Silage refers to a feed prepared by controlling fermentation of green feed. Silage has the reputation of 'grass cans', is juicy and palatable, has sour and fragrant smell and high digestibility, is rich in nutrition, and is a superior feed for feeding livestock such as cattle and sheep. The silage can be made of more raw materials, and all the green plants which can be used as the silage can be used as silage raw materials.

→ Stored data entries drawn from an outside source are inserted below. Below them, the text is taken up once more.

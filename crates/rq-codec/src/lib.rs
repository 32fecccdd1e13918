#![no_std]
#![forbid(unsafe_code)]

//! RaptorQ-style systematic fountain codec.
//!
//! An object is split into Z independent source blocks; each block is
//! pre-coded into intermediate symbols (sources + LDPC + HDPC parities) from
//! which any number of encoding symbols can be generated. A receiver
//! reconstructs a block from roughly K received symbols, in any order and
//! any source/repair mix, by solving the block's constraint system over
//! GF(256).
//!
//! Blocks decode fully independently and the types carry no internal
//! locking: one block decoder per thread is the intended parallel shape.

extern crate alloc;

pub mod constraint;
pub mod decoder;
pub mod encoder;
pub mod packet;
pub mod params;
pub mod precode;
pub mod solver;
pub mod tables;

pub use decoder::{DataDecoder, SourceBlockDecoder, SourceBlockInfo, SourceBlockState};
pub use encoder::{DataEncoder, SourceBlockEncoder};
pub use packet::EncodingPacket;
pub use params::FecParameters;
pub use precode::BlockLayout;
pub use rq_core::{Oti, PayloadId, RqError, RqResult};
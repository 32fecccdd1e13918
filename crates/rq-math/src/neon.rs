#[cfg(target_arch = "aarch64")]
use core::arch::aarch64::*;

use crate::scalar;

#[cfg(target_arch = "aarch64")]
#[target_feature(enable = "neon")]
pub unsafe fn fused_add_mul_neon(dest: &mut [u8], src: &[u8], factor: u8) {
    let len = dest.len().min(src.len());
    let mut i = 0;

    let mut low_arr = [0u8; 16];
    let mut high_arr = [0u8; 16];
    for j in 0..16u8 {
        low_arr[j as usize] = scalar::mul_gf8(j, factor);
        high_arr[j as usize] = scalar::mul_gf8(j << 4, factor);
    }

    let tbl_lo = vld1q_u8(low_arr.as_ptr());
    let tbl_hi = vld1q_u8(high_arr.as_ptr());
    let mask = vdupq_n_u8(0x0F);

    while i + 16 <= len {
        let s_ptr = src.as_ptr().add(i);
        let d_ptr = dest.as_mut_ptr().add(i);

        let v_src = vld1q_u8(s_ptr);
        let v_dest = vld1q_u8(d_ptr);

        let lo = vandq_u8(v_src, mask);
        let hi = vshrq_n_u8::<4>(v_src);

        let res_lo = vqtbl1q_u8(tbl_lo, lo);
        let res_hi = vqtbl1q_u8(tbl_hi, hi);

        let product = veorq_u8(res_lo, res_hi);
        vst1q_u8(d_ptr, veorq_u8(v_dest, product));
        i += 16;
    }

    if i < len {
        scalar::fused_add_mul(&mut dest[i..len], &src[i..len], crate::Octet(factor));
    }
}
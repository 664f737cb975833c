//! Per-page signals extracted from fetched markup.
//!
//! A `PageSignals` value is built once per fetch, read by the rule set and
//! the score aggregator, and then dropped. Field names serialize in
//! camelCase because downstream consumers read them as `metrics`.

use serde::{Deserialize, Serialize};

/// A text signal together with its derived length and presence flags.
#[derive(Debug, Clone, Default, PartialEq, Eq, Serialize, Deserialize)]
#[serde(rename_all = "camelCase")]
pub struct TextSignal {
    pub content: String,
    pub length: usize,
    pub present: bool,
}

impl TextSignal {
    /// Trims the content and derives `length` (in chars) and `present`.
    pub fn new(content: impl AsRef<str>) -> Self {
        let content = content.as_ref().trim().to_string();
        Self {
            length: content.chars().count(),
            present: !content.is_empty(),
            content,
        }
    }

    pub fn absent() -> Self {
        Self::default()
    }

    /// `length` and `present` agree with `content`.
    pub fn is_consistent(&self) -> bool {
        self.length == self.content.chars().count()
            && self.present == !self.content.trim().is_empty()
    }
}

#[derive(Debug, Clone, Default, PartialEq, Eq, Serialize, Deserialize)]
#[serde(rename_all = "camelCase")]
pub struct HeadingCounts {
    pub h1: u32,
    pub h2: u32,
    pub h3: u32,
    pub h4: u32,
    pub h5: u32,
    pub h6: u32,
    #[serde(default)]
    pub h1_texts: Vec<String>,
}

#[derive(Debug, Clone, Default, PartialEq, Eq, Serialize, Deserialize)]
#[serde(rename_all = "camelCase")]
pub struct ImageStats {
    pub total: u32,
    pub without_alt: u32,
    /// JPEG/PNG images that could be served as WebP.
    #[serde(default)]
    pub optimizable: u32,
}

impl ImageStats {
    /// Percentage of images carrying alt text; 100 when there are none.
    pub fn alt_coverage(&self) -> f64 {
        if self.total == 0 {
            return 100.0;
        }
        let with_alt = self.total.saturating_sub(self.without_alt);
        (with_alt as f64 / self.total as f64 * 1000.0).round() / 10.0
    }
}

#[derive(Debug, Clone, Default, PartialEq, Eq, Serialize, Deserialize)]
#[serde(rename_all = "camelCase")]
pub struct LinkStats {
    pub total: u32,
    pub internal: u32,
    #[serde(default)]
    pub external: u32,
}

#[derive(Debug, Clone, Default, PartialEq, Eq, Serialize, Deserialize)]
#[serde(rename_all = "camelCase")]
pub struct TechnicalFlags {
    pub https: bool,
    pub charset: bool,
    pub viewport: bool,
    pub canonical: bool,
    pub favicon: bool,
    pub language: bool,
    pub schema: bool,
    #[serde(default)]
    pub noindex: bool,
}

#[derive(Debug, Clone, Default, PartialEq, Eq, Serialize, Deserialize)]
#[serde(rename_all = "camelCase")]
pub struct ContentStats {
    pub word_count: u32,
}

#[derive(Debug, Clone, Default, PartialEq, Eq, Serialize, Deserialize)]
#[serde(rename_all = "camelCase")]
pub struct SocialTags {
    pub og_title: bool,
    pub og_description: bool,
    pub og_image: bool,
    #[serde(default)]
    pub twitter_card: bool,
}

impl SocialTags {
    pub fn is_complete(&self) -> bool {
        self.og_title && self.og_description && self.og_image && self.twitter_card
    }
}

#[derive(Debug, Clone, Default, PartialEq, Eq, Serialize, Deserialize)]
#[serde(rename_all = "camelCase")]
pub struct Performance {
    pub load_time_ms: u64,
}

/// Flat record of everything the rule set and aggregator look at.
#[derive(Debug, Clone, Default, PartialEq, Eq, Serialize, Deserialize)]
#[serde(rename_all = "camelCase")]
pub struct PageSignals {
    pub title: TextSignal,
    pub meta_description: TextSignal,
    #[serde(default)]
    pub meta_keywords: String,
    pub headings: HeadingCounts,
    pub images: ImageStats,
    pub links: LinkStats,
    pub technical: TechnicalFlags,
    pub content: ContentStats,
    pub social: SocialTags,
    pub performance: Performance,
    /// `@type` of each JSON-LD block, `"Invalid"` for blocks that failed to parse.
    #[serde(default)]
    pub schema_types: Vec<String>,
}

impl PageSignals {
    /// Report view of these signals with the derived summaries filled in.
    pub fn metrics(&self) -> Metrics<'_> {
        Metrics {
            title: &self.title,
            meta_description: &self.meta_description,
            meta_keywords: &self.meta_keywords,
            headings: &self.headings,
            images: ImageMetrics {
                stats: &self.images,
                alt_text_coverage: self.images.alt_coverage(),
            },
            links: &self.links,
            technical: &self.technical,
            content: &self.content,
            social: &self.social,
            social_complete: self.social.is_complete(),
            performance: &self.performance,
            schema_types: &self.schema_types,
        }
    }

    /// Checks the invariants the extractor guarantees.
    pub fn is_consistent(&self) -> bool {
        self.title.is_consistent()
            && self.meta_description.is_consistent()
            && self.images.without_alt <= self.images.total
            && self.images.optimizable <= self.images.total
            && self.links.internal <= self.links.total
            && self.links.external <= self.links.total
            && (self.schema_types.is_empty() || self.technical.schema)
    }
}

/// The `metrics` object of an audit report.
#[derive(Debug, Serialize)]
#[serde(rename_all = "camelCase")]
pub struct Metrics<'a> {
    title: &'a TextSignal,
    meta_description: &'a TextSignal,
    meta_keywords: &'a str,
    headings: &'a HeadingCounts,
    images: ImageMetrics<'a>,
    links: &'a LinkStats,
    technical: &'a TechnicalFlags,
    content: &'a ContentStats,
    social: &'a SocialTags,
    social_complete: bool,
    performance: &'a Performance,
    schema_types: &'a [String],
}

#[derive(Debug, Serialize)]
#[serde(rename_all = "camelCase")]
struct ImageMetrics<'a> {
    #[serde(flatten)]
    stats: &'a ImageStats,
    alt_text_coverage: f64,
}

#[cfg(test)]
mod tests {
    use super::*;

    #[test]
    fn text_signal_trims_and_counts_chars() {
        let signal = TextSignal::new("  Café au lait  ");
        assert_eq!(signal.content, "Café au lait");
        assert_eq!(signal.length, 12);
        assert!(signal.present);
        assert!(signal.is_consistent());
    }

    #[test]
    fn blank_text_is_absent() {
        let signal = TextSignal::new("   \n\t ");
        assert_eq!(signal, TextSignal::absent());
        assert!(!signal.present);
    }

    #[test]
    fn alt_coverage_handles_empty_and_partial() {
        assert_eq!(ImageStats::default().alt_coverage(), 100.0);
        let stats = ImageStats {
            total: 3,
            without_alt: 1,
            optimizable: 0,
        };
        assert_eq!(stats.alt_coverage(), 66.7);
    }

    #[test]
    fn signals_deserialize_from_camel_case_payload() {
        let json = r#"{
            "title": {"content": "Home", "length": 4, "present": true},
            "metaDescription": {"content": "", "length": 0, "present": false},
            "headings": {"h1": 1, "h2": 0, "h3": 0, "h4": 0, "h5": 0, "h6": 0},
            "images": {"total": 2, "withoutAlt": 1},
            "links": {"total": 5, "internal": 3},
            "technical": {"https": true, "charset": true, "viewport": true,
                          "canonical": false, "favicon": true, "language": true, "schema": false},
            "content": {"wordCount": 120},
            "social": {"ogTitle": false, "ogDescription": false, "ogImage": false},
            "performance": {"loadTimeMs": 800}
        }"#;

        let signals: PageSignals = serde_json::from_str(json).unwrap();
        assert_eq!(signals.images.without_alt, 1);
        assert_eq!(signals.content.word_count, 120);
        assert!(signals.is_consistent());
    }

    #[test]
    fn schema_flag_without_types_is_consistent() {
        let mut signals = PageSignals::default();
        signals.technical.schema = true;
        assert!(signals.is_consistent());

        signals.technical.schema = false;
        signals.schema_types = vec!["Article".into()];
        assert!(!signals.is_consistent());
    }

    #[test]
    fn metrics_view_adds_coverage_and_social_summary() {
        let mut signals = PageSignals::default();
        signals.images = ImageStats {
            total: 4,
            without_alt: 1,
            optimizable: 0,
        };
        signals.social = SocialTags {
            og_title: true,
            og_description: true,
            og_image: true,
            twitter_card: false,
        };

        let value = serde_json::to_value(signals.metrics()).unwrap();
        assert_eq!(value["images"]["total"], 4);
        assert_eq!(value["images"]["withoutAlt"], 1);
        assert_eq!(value["images"]["altTextCoverage"], 75.0);
        assert_eq!(value["socialComplete"], false);
        assert_eq!(value["social"]["ogImage"], true);
        assert_eq!(value["technical"]["schema"], false);
    }

    #[test]
    fn missing_required_group_is_rejected() {
        let json = r#"{"title": {"content": "", "length": 0, "present": false}}"#;
        let err = serde_json::from_str::<PageSignals>(json).unwrap_err();
        assert!(err.to_string().contains("missing field"));
    }
}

The corn silage is a kind of feed, which is formed by sealing and fermenting plant feed containing more moisture, and is mainly used for feeding ruminants, the corn silage is more storage-resistant than fresh feed, the nutrition component is stronger than that of dry feed, the corn silage is prepared by cutting up crude and old raw materials with 65-75% of moisture content, and under the condition of closed hypoxia, the propagation of various miscellaneous bacteria is inhibited by the fermentation of anaerobic lactobacillus, so that the obtained crude feed has sour and fragrant smell, softness and succulent, good palatability, rich nutrition and is favorable for long-term storage and is an excellent feed source for domestic animals.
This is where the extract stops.